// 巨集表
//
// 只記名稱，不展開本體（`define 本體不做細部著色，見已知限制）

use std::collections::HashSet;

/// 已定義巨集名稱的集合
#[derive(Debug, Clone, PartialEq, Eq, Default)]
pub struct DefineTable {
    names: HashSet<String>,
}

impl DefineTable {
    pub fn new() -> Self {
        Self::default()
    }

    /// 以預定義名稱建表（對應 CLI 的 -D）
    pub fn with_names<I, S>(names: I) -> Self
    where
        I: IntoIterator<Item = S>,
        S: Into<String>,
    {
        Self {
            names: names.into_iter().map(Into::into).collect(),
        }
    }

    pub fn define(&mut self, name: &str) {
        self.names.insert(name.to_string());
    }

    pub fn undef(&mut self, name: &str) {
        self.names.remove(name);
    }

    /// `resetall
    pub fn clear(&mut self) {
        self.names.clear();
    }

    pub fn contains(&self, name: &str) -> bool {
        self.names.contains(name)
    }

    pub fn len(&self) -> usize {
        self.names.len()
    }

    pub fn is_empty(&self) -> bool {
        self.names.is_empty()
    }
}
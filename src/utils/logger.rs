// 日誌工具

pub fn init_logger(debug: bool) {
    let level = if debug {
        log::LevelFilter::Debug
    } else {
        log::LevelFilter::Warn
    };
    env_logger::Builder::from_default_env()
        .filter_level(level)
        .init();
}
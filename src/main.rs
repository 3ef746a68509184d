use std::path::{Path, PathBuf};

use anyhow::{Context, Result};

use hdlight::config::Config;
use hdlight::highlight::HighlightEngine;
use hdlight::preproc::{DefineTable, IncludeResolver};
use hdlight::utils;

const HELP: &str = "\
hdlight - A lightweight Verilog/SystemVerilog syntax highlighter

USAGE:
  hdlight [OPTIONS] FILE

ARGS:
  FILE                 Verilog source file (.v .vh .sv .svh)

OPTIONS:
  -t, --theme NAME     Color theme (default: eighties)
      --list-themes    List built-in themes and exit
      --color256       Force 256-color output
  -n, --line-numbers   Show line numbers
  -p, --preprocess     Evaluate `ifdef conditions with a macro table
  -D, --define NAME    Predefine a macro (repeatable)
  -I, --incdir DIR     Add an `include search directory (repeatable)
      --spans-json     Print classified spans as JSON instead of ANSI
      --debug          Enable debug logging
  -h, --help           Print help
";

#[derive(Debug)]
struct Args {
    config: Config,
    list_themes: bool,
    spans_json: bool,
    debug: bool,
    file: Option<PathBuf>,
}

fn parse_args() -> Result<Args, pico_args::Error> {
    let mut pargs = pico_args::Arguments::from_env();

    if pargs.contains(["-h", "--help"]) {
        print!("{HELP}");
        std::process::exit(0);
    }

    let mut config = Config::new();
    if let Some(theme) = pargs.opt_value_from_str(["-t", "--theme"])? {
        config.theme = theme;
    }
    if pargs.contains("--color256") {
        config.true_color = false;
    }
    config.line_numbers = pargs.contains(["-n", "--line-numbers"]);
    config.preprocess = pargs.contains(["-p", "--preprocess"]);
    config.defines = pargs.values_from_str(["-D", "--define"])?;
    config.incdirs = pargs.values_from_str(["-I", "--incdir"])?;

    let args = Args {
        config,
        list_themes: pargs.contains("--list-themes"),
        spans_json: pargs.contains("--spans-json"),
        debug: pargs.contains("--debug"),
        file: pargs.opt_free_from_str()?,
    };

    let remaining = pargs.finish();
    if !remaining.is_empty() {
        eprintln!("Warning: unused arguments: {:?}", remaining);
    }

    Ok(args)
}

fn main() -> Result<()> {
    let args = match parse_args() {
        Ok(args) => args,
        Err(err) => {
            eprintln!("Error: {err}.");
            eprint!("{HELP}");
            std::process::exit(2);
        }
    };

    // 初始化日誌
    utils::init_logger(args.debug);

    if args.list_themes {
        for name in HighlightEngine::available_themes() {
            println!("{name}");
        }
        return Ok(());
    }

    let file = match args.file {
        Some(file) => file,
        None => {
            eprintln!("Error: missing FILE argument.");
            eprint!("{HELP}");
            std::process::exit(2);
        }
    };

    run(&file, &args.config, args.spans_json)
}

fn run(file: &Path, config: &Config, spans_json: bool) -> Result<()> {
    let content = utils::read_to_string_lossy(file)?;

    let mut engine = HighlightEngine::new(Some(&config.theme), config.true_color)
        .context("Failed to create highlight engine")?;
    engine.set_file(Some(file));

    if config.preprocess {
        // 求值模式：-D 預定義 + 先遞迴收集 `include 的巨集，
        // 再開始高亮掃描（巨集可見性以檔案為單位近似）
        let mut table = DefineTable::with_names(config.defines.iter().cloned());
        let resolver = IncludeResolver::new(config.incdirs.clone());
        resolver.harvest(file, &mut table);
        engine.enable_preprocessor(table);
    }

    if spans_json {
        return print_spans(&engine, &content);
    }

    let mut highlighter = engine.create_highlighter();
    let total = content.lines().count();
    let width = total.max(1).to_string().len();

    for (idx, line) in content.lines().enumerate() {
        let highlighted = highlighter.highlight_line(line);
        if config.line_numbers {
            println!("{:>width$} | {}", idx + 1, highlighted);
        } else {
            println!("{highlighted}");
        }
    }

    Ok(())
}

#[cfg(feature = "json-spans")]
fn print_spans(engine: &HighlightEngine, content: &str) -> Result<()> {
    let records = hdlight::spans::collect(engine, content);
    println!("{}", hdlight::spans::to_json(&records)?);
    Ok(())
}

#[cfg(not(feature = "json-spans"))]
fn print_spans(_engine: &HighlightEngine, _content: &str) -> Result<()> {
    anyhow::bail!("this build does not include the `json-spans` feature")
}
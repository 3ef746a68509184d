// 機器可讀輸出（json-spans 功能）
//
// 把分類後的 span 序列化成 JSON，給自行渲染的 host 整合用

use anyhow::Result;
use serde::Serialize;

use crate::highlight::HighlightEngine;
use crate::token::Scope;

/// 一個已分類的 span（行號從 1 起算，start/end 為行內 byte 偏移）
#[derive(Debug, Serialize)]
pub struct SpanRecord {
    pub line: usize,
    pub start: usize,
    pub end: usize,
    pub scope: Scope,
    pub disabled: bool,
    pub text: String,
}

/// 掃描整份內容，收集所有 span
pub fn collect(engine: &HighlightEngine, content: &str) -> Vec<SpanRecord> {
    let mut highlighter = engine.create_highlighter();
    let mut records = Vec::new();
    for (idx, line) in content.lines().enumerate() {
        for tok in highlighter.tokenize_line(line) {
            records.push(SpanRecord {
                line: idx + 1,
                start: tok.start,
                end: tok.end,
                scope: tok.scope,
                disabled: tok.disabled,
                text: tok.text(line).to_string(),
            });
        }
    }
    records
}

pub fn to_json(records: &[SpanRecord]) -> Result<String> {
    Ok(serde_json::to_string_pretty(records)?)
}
= = = =
## Prompt:
Please tally the lines of the entries that hold "incdirs" and give only the resulting number.

## Written answer:
2